• _Task to complete_:
From the entries that follow, reproduce exactly and only the lines from the line with "pub struct SessionLog" to the line with "pub fn summary(&self)", endpoints included.

************

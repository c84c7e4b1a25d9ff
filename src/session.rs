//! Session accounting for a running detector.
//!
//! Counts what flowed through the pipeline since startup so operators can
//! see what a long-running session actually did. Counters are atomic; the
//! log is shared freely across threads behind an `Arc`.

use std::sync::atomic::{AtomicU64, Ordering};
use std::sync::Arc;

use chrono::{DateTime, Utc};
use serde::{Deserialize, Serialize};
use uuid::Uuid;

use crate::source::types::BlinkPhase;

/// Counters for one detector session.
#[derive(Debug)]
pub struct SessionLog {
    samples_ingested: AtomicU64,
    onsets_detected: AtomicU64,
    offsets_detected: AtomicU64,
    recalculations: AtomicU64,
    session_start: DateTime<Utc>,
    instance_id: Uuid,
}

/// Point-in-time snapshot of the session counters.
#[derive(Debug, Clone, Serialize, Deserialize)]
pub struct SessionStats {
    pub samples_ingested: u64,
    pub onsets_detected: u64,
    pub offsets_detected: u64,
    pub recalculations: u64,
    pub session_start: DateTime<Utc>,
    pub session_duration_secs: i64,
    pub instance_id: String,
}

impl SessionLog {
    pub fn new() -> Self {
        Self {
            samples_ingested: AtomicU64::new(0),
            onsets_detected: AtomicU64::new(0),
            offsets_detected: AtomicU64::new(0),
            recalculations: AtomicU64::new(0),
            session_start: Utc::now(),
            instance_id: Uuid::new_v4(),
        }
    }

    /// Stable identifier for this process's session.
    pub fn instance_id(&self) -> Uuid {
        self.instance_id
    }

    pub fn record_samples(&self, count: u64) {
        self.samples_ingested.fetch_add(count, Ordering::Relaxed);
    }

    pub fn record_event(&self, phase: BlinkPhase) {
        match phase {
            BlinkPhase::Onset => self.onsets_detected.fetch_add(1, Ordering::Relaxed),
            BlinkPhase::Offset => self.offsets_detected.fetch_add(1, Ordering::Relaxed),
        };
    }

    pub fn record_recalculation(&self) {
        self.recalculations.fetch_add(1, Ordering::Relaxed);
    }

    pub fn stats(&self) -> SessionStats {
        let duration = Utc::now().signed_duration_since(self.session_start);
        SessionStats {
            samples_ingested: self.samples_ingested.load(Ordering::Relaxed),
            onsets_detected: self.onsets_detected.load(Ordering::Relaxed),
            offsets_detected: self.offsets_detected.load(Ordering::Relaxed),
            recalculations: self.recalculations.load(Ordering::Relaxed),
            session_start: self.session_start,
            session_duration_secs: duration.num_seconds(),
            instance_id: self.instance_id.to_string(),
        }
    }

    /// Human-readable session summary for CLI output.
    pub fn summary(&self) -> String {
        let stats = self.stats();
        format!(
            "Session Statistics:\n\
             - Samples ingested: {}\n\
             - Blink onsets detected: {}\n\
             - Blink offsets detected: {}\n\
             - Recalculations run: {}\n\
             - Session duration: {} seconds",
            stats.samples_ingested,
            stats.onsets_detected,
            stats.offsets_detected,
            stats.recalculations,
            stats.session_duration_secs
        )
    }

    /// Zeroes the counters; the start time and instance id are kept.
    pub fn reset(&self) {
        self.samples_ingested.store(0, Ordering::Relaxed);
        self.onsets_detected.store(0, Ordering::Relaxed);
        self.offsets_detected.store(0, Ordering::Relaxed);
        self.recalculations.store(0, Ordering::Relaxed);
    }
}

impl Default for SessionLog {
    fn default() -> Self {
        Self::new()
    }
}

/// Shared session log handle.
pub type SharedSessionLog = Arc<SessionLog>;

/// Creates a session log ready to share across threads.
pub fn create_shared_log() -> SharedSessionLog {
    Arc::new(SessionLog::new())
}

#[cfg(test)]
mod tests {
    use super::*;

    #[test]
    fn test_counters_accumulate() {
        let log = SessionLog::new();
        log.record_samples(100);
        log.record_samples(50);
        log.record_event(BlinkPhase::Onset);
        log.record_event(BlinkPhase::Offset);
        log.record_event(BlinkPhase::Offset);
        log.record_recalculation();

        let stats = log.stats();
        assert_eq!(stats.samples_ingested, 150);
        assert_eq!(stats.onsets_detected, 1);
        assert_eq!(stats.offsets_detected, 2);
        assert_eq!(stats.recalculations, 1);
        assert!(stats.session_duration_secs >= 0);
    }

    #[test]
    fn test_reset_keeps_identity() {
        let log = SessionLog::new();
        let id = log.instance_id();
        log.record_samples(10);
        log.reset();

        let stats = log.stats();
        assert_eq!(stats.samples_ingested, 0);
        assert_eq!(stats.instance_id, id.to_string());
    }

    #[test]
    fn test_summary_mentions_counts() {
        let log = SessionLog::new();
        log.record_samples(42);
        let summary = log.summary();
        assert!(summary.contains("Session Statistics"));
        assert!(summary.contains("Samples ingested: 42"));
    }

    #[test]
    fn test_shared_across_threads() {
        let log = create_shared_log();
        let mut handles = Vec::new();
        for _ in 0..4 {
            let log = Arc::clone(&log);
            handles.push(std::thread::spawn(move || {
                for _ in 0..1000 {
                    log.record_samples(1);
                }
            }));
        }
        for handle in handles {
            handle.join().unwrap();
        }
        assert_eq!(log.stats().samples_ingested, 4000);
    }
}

************

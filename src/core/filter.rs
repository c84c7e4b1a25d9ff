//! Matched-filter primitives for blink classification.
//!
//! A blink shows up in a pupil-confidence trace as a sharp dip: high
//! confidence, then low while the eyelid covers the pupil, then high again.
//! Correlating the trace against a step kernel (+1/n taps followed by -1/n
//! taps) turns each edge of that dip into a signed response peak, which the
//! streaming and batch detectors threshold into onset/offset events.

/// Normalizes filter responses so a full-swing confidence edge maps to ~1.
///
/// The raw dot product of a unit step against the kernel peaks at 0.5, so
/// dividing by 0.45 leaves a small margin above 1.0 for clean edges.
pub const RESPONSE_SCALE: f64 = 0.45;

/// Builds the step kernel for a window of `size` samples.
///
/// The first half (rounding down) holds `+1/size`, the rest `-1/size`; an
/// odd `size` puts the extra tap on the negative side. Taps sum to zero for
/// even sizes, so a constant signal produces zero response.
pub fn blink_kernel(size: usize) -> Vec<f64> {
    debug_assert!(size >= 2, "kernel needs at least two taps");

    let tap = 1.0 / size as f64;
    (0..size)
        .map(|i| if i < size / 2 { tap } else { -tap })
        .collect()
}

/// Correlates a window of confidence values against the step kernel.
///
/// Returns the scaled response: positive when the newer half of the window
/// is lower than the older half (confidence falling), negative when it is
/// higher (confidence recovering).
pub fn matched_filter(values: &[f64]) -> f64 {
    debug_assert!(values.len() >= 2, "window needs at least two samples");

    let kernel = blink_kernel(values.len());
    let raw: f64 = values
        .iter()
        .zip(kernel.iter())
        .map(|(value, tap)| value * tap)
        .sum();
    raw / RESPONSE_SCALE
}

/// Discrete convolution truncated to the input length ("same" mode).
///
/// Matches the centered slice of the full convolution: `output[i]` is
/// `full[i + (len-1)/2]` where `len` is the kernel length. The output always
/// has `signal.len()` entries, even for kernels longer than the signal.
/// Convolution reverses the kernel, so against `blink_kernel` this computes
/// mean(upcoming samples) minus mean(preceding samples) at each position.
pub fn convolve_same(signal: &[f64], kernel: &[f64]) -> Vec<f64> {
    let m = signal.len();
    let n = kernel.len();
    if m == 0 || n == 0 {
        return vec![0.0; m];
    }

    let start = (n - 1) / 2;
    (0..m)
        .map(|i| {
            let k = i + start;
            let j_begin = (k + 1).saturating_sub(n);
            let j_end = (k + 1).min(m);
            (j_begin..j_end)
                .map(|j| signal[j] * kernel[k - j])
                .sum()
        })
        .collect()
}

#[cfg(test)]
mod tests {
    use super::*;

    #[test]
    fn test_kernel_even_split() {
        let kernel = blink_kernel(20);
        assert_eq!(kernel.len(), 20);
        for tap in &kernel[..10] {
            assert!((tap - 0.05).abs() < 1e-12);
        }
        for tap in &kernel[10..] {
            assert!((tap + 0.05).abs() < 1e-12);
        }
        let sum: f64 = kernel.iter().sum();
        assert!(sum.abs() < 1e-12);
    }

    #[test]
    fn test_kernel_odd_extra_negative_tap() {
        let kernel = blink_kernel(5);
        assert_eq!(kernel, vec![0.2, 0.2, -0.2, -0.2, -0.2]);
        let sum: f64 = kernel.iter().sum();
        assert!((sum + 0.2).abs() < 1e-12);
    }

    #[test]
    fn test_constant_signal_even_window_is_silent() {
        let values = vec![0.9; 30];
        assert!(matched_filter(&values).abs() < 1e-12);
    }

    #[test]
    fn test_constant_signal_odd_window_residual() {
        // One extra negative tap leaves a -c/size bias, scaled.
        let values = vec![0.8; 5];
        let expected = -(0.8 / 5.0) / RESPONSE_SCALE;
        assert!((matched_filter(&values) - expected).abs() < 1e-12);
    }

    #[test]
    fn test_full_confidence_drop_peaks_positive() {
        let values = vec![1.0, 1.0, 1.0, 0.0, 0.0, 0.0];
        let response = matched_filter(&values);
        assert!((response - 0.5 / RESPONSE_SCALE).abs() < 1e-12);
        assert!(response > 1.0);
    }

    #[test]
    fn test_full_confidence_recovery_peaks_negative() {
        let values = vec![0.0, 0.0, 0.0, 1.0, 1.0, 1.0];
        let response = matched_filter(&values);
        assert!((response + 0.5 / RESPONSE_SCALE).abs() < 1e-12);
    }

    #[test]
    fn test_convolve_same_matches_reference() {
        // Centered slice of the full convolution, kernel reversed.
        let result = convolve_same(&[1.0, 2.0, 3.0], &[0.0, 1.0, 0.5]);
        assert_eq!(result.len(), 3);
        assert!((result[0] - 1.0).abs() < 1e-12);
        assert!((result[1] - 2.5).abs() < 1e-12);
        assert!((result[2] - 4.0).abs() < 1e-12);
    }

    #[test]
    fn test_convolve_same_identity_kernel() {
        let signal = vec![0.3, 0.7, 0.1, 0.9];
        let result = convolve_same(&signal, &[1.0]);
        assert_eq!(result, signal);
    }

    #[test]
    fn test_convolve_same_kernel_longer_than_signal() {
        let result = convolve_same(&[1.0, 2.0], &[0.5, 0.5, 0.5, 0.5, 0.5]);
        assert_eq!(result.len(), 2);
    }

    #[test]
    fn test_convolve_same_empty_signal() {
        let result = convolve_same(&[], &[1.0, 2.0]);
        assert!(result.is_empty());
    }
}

************

• _Response_:
pub struct SessionLog {
    samples_ingested: AtomicU64,
    onsets_detected: AtomicU64,
    offsets_detected: AtomicU64,
    recalculations: AtomicU64,
    session_start: DateTime<Utc>,
    instance_id: Uuid,
}

/// Point-in-time snapshot of the session counters.
#[derive(Debug, Clone, Serialize, Deserialize)]
pub struct SessionStats {
    pub samples_ingested: u64,
    pub onsets_detected: u64,
    pub offsets_detected: u64,
    pub recalculations: u64,
    pub session_start: DateTime<Utc>,
    pub session_duration_secs: i64,
    pub instance_id: String,
}

impl SessionLog {
    pub fn new() -> Self {
        Self {
            samples_ingested: AtomicU64::new(0),
            onsets_detected: AtomicU64::new(0),
            offsets_detected: AtomicU64::new(0),
            recalculations: AtomicU64::new(0),
            session_start: Utc::now(),
            instance_id: Uuid::new_v4(),
        }
    }

    /// Stable identifier for this process's session.
    pub fn instance_id(&self) -> Uuid {
        self.instance_id
    }

    pub fn record_samples(&self, count: u64) {
        self.samples_ingested.fetch_add(count, Ordering::Relaxed);
    }

    pub fn record_event(&self, phase: BlinkPhase) {
        match phase {
            BlinkPhase::Onset => self.onsets_detected.fetch_add(1, Ordering::Relaxed),
            BlinkPhase::Offset => self.offsets_detected.fetch_add(1, Ordering::Relaxed),
        };
    }

    pub fn record_recalculation(&self) {
        self.recalculations.fetch_add(1, Ordering::Relaxed);
    }

    pub fn stats(&self) -> SessionStats {
        let duration = Utc::now().signed_duration_since(self.session_start);
        SessionStats {
            samples_ingested: self.samples_ingested.load(Ordering::Relaxed),
            onsets_detected: self.onsets_detected.load(Ordering::Relaxed),
            offsets_detected: self.offsets_detected.load(Ordering::Relaxed),
            recalculations: self.recalculations.load(Ordering::Relaxed),
            session_start: self.session_start,
            session_duration_secs: duration.num_seconds(),
            instance_id: self.instance_id.to_string(),
        }
    }

    /// Human-readable session summary for CLI output.
    pub fn summary(&self) -> String {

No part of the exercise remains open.